Why the market stopped trading at the start of the trading halt
Analysts at RBC Capital Markets said they believe a market disruption is now expected to hit the stock market around the end of the week, following a series of trading glitches last week.
The market is expected to stop trading by the end, with the largest trading halt for more than a week likely to take place around Wednesday morning, RBC said in a note to clients.
The markets have stopped trading for nearly three months, and the biggest one-day drop for more that a week is less than 0.5 per cent.
It comes as the US stock market was rocked by a massive sell-off, the worst since 2009.
A large share price fall in mid-March was followed by a market-wide rally, which ended on Wednesday.
The rally, however, has been halted after traders saw a surge in the number of trades in which a number of exchanges halted trading, which resulted in a market outage.
The stock market resumed trading on Thursday morning.
The RBC analysts said that a large share drop in mid March is unlikely to trigger a market breakdown, with some markets continuing to trade.
They also pointed to a potential breakdown in the US Federal Reserve’s stimulus policy, with investors expecting a tightening of monetary policy at the next meeting, when it is due to take effect.
“A sell-down on the S&P 500 would likely be accompanied by a sell-in to the US Fed’s $4.5 trillion bond-buying programme, but that would not necessarily mean a collapse in the price of stocks,” they wrote.
The impact of a disruption on the market is uncertain, but analysts expect the market will continue to trade at a level lower than it was in mid May, meaning there is likely to be a temporary spike in trading activity, before it resumes.
“We expect to see a sharp drop in trading from the US dollar and the yen, but this is unlikely as it would be hard for the dollar to fall back to pre-crisis levels,” RBC analyst Paul DeSantis said.

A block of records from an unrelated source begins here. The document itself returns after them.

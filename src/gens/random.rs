use rand_distr::Bernoulli;

use super::*;
use crate::utils::Probability;

/// A G(n, p) graph can be defined by either a probability or the average degree which is more
/// common in practice
#[derive(Debug, Copy, Clone, Default)]
enum GnpType {
    /// No value has been set yet
    #[default]
    NotSet,
    /// Direct probability value
    Prob(f64),
    /// Average degree of a node
    AvgDeg(f64),
}

/// `G(n,p)` graphs contain every possible edge between two distinct nodes with probability `p`
/// independent from each other.
///
/// Undirected graphs draw each unordered pair once, directed graphs each ordered pair. Self-loops
/// are never generated.
#[derive(Debug, Copy, Clone, Default)]
pub struct Gnp {
    params: GenParams,
    p: GnpType,
}

impl Gnp {
    /// Creates a new empty `G(n,p)` generator
    pub fn new() -> Self {
        Self::default()
    }

    /// Updates `p` directly
    pub fn prob(mut self, prob: f64) -> Self {
        self.p = GnpType::Prob(prob);
        self
    }

    /// Updates `p` such that every node has `deg` incident (or outgoing) edges in expectation.
    /// The conversion happens when edges are drawn.
    pub fn avg_deg(mut self, deg: f64) -> Self {
        self.p = GnpType::AvgDeg(deg);
        self
    }

    fn probability(&self) -> Result<f64> {
        let p = match self.p {
            GnpType::NotSet => {
                return Err(GraphError::invalid_parameter(
                    "edge probability",
                    "neither a probability nor an average degree was set",
                ));
            }
            GnpType::Prob(p) => p,
            GnpType::AvgDeg(d) => d / self.params.n.saturating_sub(1).max(1) as f64,
        };

        if p.is_valid_probility() {
            Ok(p)
        } else {
            Err(GraphError::invalid_parameter(
                "edge probability",
                format!("{p} is not within [0, 1]"),
            ))
        }
    }
}

impl WithParams for Gnp {
    fn params(&self) -> &GenParams {
        &self.params
    }

    fn params_mut(&mut self) -> &mut GenParams {
        &mut self.params
    }
}

impl GraphGenerator for Gnp {
    fn number_of_nodes(&self) -> NumNodes {
        self.params.n
    }

    fn is_directed(&self) -> bool {
        self.params.directed
    }

    fn weighted_edges<R: Rng>(&self, rng: &mut R) -> Result<Vec<(Edge, Weight)>> {
        let coin = Bernoulli::new(self.probability()?)
            .map_err(|err| GraphError::invalid_parameter("edge probability", err.to_string()))?;
        let weights = self.params.weights.sampler()?;

        let n = self.params.n;
        let directed = self.params.directed;
        let mut edges = Vec::new();
        for (u, v) in (0..n).cartesian_product(0..n) {
            let candidate = if directed { u != v } else { u < v };
            if candidate && coin.sample(rng) {
                edges.push((Edge(u, v), weights.sample(rng)));
            }
        }
        Ok(edges)
    }
}

/// Bipartite graphs with `left` nodes followed by `right` nodes.
///
/// Every left node draws a number `k` uniformly from `1..=right` and then `k` right nodes with
/// replacement; it is connected to each distinct right node drawn. Edges always point from left
/// to right.
#[derive(Debug, Copy, Clone)]
pub struct Bipartite {
    left: NumNodes,
    right: NumNodes,
    directed: bool,
    weights: WeightRange,
}

impl Default for Bipartite {
    fn default() -> Self {
        Self {
            left: 1,
            right: 1,
            directed: false,
            weights: WeightRange::default(),
        }
    }
}

impl Bipartite {
    pub fn new() -> Self {
        Self::default()
    }

    /// Sets the sizes of both sides
    pub fn sides(mut self, left: NumNodes, right: NumNodes) -> Self {
        self.left = left;
        self.right = right;
        self
    }

    /// Returns *true* if `u` belongs to the left side
    pub fn is_left(&self, u: Node) -> bool {
        u < self.left
    }
}

impl DirectedGen for Bipartite {
    fn directed(mut self, directed: bool) -> Self {
        self.directed = directed;
        self
    }
}

impl WeightRangeGen for Bipartite {
    fn weights(mut self, min: u32, max: u32) -> Self {
        self.weights = WeightRange { min, max };
        self
    }
}

impl GraphGenerator for Bipartite {
    fn number_of_nodes(&self) -> NumNodes {
        self.left + self.right
    }

    fn is_directed(&self) -> bool {
        self.directed
    }

    fn weighted_edges<R: Rng>(&self, rng: &mut R) -> Result<Vec<(Edge, Weight)>> {
        require_at_least("left side", self.left, 1)?;
        require_at_least("right side", self.right, 1)?;
        let weights = self.weights.sampler()?;

        let mut edges = Vec::new();
        let mut chosen = NodeBitSet::new(self.right);
        for u in 0..self.left {
            chosen.clear_all();
            let k = rng.random_range(1..=self.right);
            for _ in 0..k {
                chosen.set_bit(rng.random_range(0..self.right));
            }

            for v in chosen.iter_set_bits() {
                edges.push((Edge(u, self.left + v), weights.sample(rng)));
            }
        }
        Ok(edges)
    }
}

#[cfg(test)]
mod tests {
    use super::*;
    use crate::{algo::*, error::ErrorKind};
    use rand::SeedableRng;
    use rand_pcg::Pcg64Mcg;

    #[test]
    fn gnp_extremes() {
        let rng = &mut Pcg64Mcg::seed_from_u64(1);
        for n in [1, 5, 12] {
            let empty = Gnp::new().nodes(n).prob(0.0).generate(rng).unwrap();
            assert_eq!(empty.number_of_edges(), 0);

            let full = Gnp::new().nodes(n).prob(1.0).generate(rng).unwrap();
            assert_eq!(full.number_of_edges(), n * (n - 1) / 2);

            let full = Gnp::new().nodes(n).prob(1.0).directed(true).generate(rng).unwrap();
            assert_eq!(full.number_of_edges(), n * (n - 1));
        }
    }

    #[test]
    fn gnp_density() {
        let rng = &mut Pcg64Mcg::seed_from_u64(2);
        let n = 60;
        let graph = Gnp::new().nodes(n).avg_deg(6.0).generate(rng).unwrap();

        // expected number of edges: n * d / 2 = 180
        let m = graph.number_of_edges();
        assert!((120..240).contains(&m), "{m} edges");
        assert!(graph.edges().iter().all(|e| e.endpoints.0 != e.endpoints.1));
    }

    #[test]
    fn gnp_invalid_probability() {
        let rng = &mut Pcg64Mcg::seed_from_u64(3);
        for generator in [
            Gnp::new().nodes(4),
            Gnp::new().nodes(4).prob(1.5),
            Gnp::new().nodes(4).prob(-0.5),
            Gnp::new().nodes(4).avg_deg(10.0),
        ] {
            assert_eq!(
                generator.generate(rng).unwrap_err().kind(),
                ErrorKind::InvalidParameter
            );
        }
    }

    #[test]
    fn bipartite_structure() {
        let rng = &mut Pcg64Mcg::seed_from_u64(4);
        for _ in 0..20 {
            let generator = Bipartite::new().sides(4, 5);
            let graph = generator.generate(rng).unwrap();
            assert_eq!(graph.number_of_nodes(), 9);

            for edge in graph.edges() {
                assert!(generator.is_left(edge.source()));
                assert!(!generator.is_left(edge.target()));
            }
            for u in 0..4 {
                assert!(graph.edges().iter().any(|e| e.source() == u));
            }

            // every right node is joined at most once per left node
            let ids = graph.edges().iter().map(|e| e.id.clone()).sorted().dedup().count();
            assert_eq!(ids, graph.edges().len());
        }

        assert!(Bipartite::new().sides(0, 3).generate(rng).is_err());
    }

    #[test]
    fn directed_bipartite_is_acyclic() {
        let rng = &mut Pcg64Mcg::seed_from_u64(5);
        let graph = Bipartite::new().sides(3, 3).directed(true).generate(rng).unwrap();
        assert!(is_acyclic(&graph).unwrap());
    }
}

“However, the yen will also continue to weaken as the Fed’s stimulus programme will be tightened.”
He said that if the market stalls for a while, then a slowdown in US interest rates could occur.
“That will also likely lead to a further slowdown in the dollar and a weakening of the dollar as a benchmark.
The Fed’s policies will be much more stringent in the near term,” he said.RBC Capital’s Andrew Lippman said that the market would likely continue to fall as US interest rate hikes become less likely.”
As we’ve seen in the past, the Fed will not be able to hike rates until the economy is stronger than it is now, and that will not happen until the market has been in the toilet for a year,” he told ABC Radio.
“There’s a real risk that the markets will stall and the market itself will continue down.”
The RBS analysts said they expect a sell off in the S+P 500 index.
“The S&p 500 is likely in for a big sell-up, with its shares trading down around 1 per cent in the week to June 26,” RBS said.
The fund also expects the SACO index, which tracks the share market’s performance, to decline.
“While it’s a bit of a wildcard, the SAG index may end up being the next big loser, falling 3.5 points,” they said.
While there has been no sign of a market break, the analysts have highlighted some areas that could cause problems.
“In terms of risk, the largest market disruption for the SCC would likely involve a market drop, as a large decline in demand for shares and an increase in supply would lead to market instability,” they added.RBS analysts have also highlighted the need for more research into the market.
“Some market researchers may be interested in learning more about the underlying technology behind algorithmic trading, particularly how it is structured, which can shed light on the nature of the markets,” they noted.
“This is a good time to begin research into algorithmic markets as the SPC and SACOs are likely to continue to have their share of trading turmoil.”